((
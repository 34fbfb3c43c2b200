//! Data types: the exchange record envelope and the dataset manifest.

mod manifest;
mod record;

pub use manifest::{
    EncryptionPolicy, KeySourceKind, RedactionPolicy, SnapshotManifest, SqlTarget, SyncPolicy,
};
pub use record::{hash_input_key, ExchangeRecord};
//! Cold-storage archival: zip packing with optional authenticated
//! encryption, and pluggable key sourcing.

mod archive;
mod crypto;
mod key;

pub use archive::{PackMeta, SnapshotPacker, SnapshotUnpacker, ENCRYPTED_SUFFIX, PACK_META_FILE};
pub use crypto::{AesGcmEncryption, DisabledEncryption, EncryptionProvider, NONCE_SIZE, TAG_SIZE};
pub use key::{provider_for, KeySource};

/// Environment variable consulted for key material by default.
pub const DEFAULT_KEY_ENV_VAR: &str = "SNAPSHOT_ENCRYPTION_KEY";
))
What is the number of lines in the listing that include "record"? Answer with that number only.

▶ Answer section: 3